<<<<

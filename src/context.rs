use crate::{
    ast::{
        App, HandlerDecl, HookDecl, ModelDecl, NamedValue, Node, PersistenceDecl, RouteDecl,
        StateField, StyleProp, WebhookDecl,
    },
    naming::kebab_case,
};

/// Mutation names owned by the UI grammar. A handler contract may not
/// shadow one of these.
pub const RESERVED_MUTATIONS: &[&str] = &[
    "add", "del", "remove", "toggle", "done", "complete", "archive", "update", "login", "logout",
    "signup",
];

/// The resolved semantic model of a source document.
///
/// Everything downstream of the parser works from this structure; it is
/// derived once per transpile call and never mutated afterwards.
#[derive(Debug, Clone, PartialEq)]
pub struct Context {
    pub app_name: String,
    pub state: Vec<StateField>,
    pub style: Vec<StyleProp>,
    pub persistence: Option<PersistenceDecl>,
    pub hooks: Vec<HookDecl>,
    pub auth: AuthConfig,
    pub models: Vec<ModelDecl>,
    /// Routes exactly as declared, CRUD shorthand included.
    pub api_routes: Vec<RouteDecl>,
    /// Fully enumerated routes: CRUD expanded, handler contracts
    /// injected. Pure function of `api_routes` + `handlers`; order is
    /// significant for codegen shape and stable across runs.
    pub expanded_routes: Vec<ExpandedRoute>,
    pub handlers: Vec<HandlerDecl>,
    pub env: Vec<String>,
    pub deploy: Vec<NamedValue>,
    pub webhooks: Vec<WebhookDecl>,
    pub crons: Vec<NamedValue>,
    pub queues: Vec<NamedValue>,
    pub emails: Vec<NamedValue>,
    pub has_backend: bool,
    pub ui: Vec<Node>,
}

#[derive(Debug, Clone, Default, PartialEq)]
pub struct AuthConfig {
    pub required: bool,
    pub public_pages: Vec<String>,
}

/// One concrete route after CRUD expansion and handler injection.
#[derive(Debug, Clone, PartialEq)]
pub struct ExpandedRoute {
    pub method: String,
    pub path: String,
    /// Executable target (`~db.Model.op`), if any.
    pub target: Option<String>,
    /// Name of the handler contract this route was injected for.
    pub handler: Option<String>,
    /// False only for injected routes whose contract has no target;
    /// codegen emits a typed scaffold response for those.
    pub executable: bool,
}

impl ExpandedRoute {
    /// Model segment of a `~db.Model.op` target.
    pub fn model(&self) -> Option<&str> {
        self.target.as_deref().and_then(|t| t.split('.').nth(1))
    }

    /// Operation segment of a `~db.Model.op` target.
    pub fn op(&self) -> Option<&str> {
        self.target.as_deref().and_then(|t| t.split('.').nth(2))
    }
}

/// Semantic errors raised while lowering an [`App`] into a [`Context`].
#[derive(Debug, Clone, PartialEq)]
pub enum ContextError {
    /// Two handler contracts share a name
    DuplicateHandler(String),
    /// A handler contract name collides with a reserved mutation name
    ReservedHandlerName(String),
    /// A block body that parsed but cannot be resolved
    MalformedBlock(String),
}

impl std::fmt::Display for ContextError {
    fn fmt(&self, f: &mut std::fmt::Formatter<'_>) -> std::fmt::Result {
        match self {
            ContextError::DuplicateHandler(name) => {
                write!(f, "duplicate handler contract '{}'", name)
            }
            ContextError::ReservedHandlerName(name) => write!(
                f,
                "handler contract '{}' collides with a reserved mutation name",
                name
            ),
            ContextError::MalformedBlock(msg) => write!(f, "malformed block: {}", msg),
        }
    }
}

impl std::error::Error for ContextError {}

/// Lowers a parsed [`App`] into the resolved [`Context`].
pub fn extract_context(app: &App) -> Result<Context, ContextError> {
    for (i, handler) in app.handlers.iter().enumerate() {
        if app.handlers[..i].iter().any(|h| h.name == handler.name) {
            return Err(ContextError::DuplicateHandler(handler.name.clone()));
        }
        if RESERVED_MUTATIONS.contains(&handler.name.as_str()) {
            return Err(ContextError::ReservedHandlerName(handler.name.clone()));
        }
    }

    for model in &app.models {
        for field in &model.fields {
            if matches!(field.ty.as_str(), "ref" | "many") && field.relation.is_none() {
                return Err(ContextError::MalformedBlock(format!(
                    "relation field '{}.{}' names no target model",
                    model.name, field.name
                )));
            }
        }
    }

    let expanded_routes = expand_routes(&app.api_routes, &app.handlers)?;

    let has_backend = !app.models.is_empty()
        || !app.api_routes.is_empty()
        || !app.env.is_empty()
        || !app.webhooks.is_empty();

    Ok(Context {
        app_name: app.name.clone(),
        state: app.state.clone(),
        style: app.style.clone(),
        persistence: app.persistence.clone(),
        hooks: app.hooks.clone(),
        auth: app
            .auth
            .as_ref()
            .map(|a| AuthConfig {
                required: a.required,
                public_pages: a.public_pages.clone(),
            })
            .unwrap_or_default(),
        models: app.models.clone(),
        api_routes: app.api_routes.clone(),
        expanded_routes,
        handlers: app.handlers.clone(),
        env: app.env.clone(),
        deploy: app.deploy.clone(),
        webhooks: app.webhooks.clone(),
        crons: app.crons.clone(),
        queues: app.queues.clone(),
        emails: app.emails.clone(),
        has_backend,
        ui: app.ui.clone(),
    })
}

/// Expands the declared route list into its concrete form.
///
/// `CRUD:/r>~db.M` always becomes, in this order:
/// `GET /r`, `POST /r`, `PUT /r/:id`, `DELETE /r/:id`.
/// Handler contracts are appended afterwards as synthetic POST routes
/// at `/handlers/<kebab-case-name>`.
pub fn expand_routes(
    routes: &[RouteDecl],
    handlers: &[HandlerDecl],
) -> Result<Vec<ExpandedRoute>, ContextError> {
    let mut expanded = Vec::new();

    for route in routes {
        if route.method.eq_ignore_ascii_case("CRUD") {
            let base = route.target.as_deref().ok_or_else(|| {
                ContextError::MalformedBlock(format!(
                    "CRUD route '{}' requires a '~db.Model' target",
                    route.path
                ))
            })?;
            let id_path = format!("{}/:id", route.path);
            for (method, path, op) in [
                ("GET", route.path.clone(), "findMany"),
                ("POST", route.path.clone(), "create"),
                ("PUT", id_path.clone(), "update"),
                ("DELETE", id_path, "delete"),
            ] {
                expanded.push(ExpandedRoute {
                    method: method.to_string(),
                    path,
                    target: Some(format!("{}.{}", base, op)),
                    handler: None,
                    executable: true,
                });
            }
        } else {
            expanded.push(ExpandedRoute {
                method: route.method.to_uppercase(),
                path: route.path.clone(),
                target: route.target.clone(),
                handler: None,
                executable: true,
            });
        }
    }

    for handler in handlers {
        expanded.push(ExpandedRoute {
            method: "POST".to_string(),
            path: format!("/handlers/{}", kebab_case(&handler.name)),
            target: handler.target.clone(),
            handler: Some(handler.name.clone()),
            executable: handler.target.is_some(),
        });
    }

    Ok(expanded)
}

>>>>

Tally the lines in the entries above that hold the word "Option". Reply with nothing but that count.

5